I thought I would re-post a review that I wrote some months ago of anthropologist Susan Kenyon’s 2012 longitudinal study of zar possession practices in Central Sudan, Spirits and Slaves in Central Sudan: The Red Wind of Sennar. A slightly edited version of this review appeared in print in Anthropology News, and was also featured on the periodical’s website. Since the online review appears to no longer be accessible, I am re-sharing it here so people more people read it and learn about zar and Susan’s book.

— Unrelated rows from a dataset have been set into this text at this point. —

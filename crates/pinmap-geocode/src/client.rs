//! Reverse geocoding: convert coordinates to a human-readable address.
//! Uses a Nominatim-style endpoint - free, no API key required.

use std::time::Duration;

use pinmap_core::{Coordinate, GeocoderConfig};
use reqwest::Client;
use serde::Deserialize;
use url::Url;

use crate::error::GeocodeError;

const USER_AGENT: &str = concat!("pinmap/", env!("CARGO_PKG_VERSION"));

#[derive(Debug, Deserialize)]
struct ReverseResponse {
    display_name: Option<String>,
}

/// Client for the reverse-geocoding HTTP endpoint.
///
/// One outbound GET per call, exactly one attempt; no retry, no backoff and
/// no caching of repeated coordinates.
#[derive(Debug, Clone)]
pub struct GeocodeClient {
    http: Client,
    base_url: Url,
}

impl GeocodeClient {
    /// Build a client against the Nominatim-style endpoint at `base_url`.
    ///
    /// A zero timeout leaves the transport without a deadline; a request
    /// that never settles then stays pending forever.
    pub fn new(base_url: &str, timeout: Duration) -> Result<Self, GeocodeError> {
        let base_url =
            Url::parse(base_url).map_err(|e| GeocodeError::InvalidBaseUrl(e.to_string()))?;

        let mut builder = Client::builder().user_agent(USER_AGENT);
        if !timeout.is_zero() {
            builder = builder.timeout(timeout);
        }

        Ok(Self {
            http: builder.build()?,
            base_url,
        })
    }

    /// Build a client from the geocoder configuration section.
    pub fn from_config(config: &GeocoderConfig) -> Result<Self, GeocodeError> {
        Self::new(&config.base_url, Duration::from_secs(config.timeout_secs))
    }

    /// Resolve a coordinate to the service's display name for it.
    ///
    /// Fails on transport errors, non-success status, or a response body
    /// without a usable `display_name` string.
    pub async fn reverse(&self, position: Coordinate) -> Result<String, GeocodeError> {
        let url = self
            .base_url
            .join("reverse")
            .map_err(|e| GeocodeError::InvalidBaseUrl(e.to_string()))?;

        let response = self
            .http
            .get(url)
            .query(&[
                ("format", "json".to_string()),
                ("lat", position.lat.to_string()),
                ("lon", position.lon.to_string()),
            ])
            .send()
            .await?;

        let status = response.status();
        if !status.is_success() {
            tracing::debug!("Reverse geocode returned status {}", status);
            return Err(GeocodeError::Status(status.as_u16()));
        }

        let body: ReverseResponse = response
            .json()
            .await
            .map_err(|e| GeocodeError::Malformed(e.to_string()))?;

        match body.display_name {
            Some(name) if !name.is_empty() => {
                tracing::debug!("Reverse geocoded {} to {}", position, name);
                Ok(name)
            }
            _ => Err(GeocodeError::Malformed("missing display_name".to_string())),
        }
    }
}

#[cfg(test)]
mod tests {
    use super::*;

    #[test]
    fn rejects_unparseable_base_url() {
        let result = GeocodeClient::new("not a url", Duration::from_secs(1));
        assert!(matches!(result, Err(GeocodeError::InvalidBaseUrl(_))));
    }

    #[test]
    fn accepts_base_url_with_path() {
        assert!(
            GeocodeClient::new("https://geo.example.com/nominatim/", Duration::from_secs(1))
                .is_ok()
        );
    }

    #[test]
    fn zero_timeout_builds_a_client() {
        assert!(GeocodeClient::new("https://nominatim.openstreetmap.org", Duration::ZERO).is_ok());
    }
}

Zar spirits and ‘healing cult’ phenomena are compelling for many reasons. Zar is distinctly transnational in both its cosmological scope and actual practice, yet it is also tied to specific regional histories and experiences, to very specific lives and biographies. With its layered and cosmopolitan spirit cosmologies, zar possession reveals beautifully how history lives in the body, how legacies of colonialism and violence, of upheaval and encounters with the culturally other, are intimate, living presences that may come as afflictions but also as lovers, friends, helpers, and teachers in disguise. Zar provides material for the study of religious pluralism, it presents rich examples of the tense back-and-forths between affliction and accommodation, oppression and opportunity that have fascinated and challenged anthropologists (and well, everyone else) for generations. Zar’s particular approach to placating and accommodating spirits is a distinctly gendered phenomenon. Zar has been described both as a women’s ‘cult of affliction’ and as a form of women’s resistance, an empowering spiritual club for women and gender misfits (or in maybe more contemporary terms for ‘femmes’) which sits at times parallel and at times perpendicularly to mainstream Islam and its institutions
(For those less familiar, zar practices are widespread throughout Arabic-speaking parts of Africa. Zar/zayrin refers to various classes of spirit which possess individuals and bring them misfortune and health problems. Afflicted persons are usually women, and are brought to a sheikha, the female leader of a zar lineage or healing cult, who will diagnose and ‘cure’ the patient. Being cured amounts to learning how to accommodate one’s spirits and to joining a zar group for the rest of one’s life, where through drumming, trance and offerings one will serve the spirits and heal others who are afflicted. New recruits may become respected sheikhas themselves after decades of participation in healing possession ceremonies. The new initiate formalizes their commitment to their spirit/s in a kind of marriage ceremony, and is required to fulfill obligations and maintain relations with it/them thenceforth. Zar spirits are typically thought of as jinn and are heterogeneous and somewhat morally ambiguous in character. They are divided into various ‘houses’ or families of spirits, each of which are associated with particular histories, temperaments, clothing, scents, and musical/dance styles. Zayrin include the spirits of Sufi dervishes, black pagan slaves, colonial officials, and a host of other ethno-cultural others).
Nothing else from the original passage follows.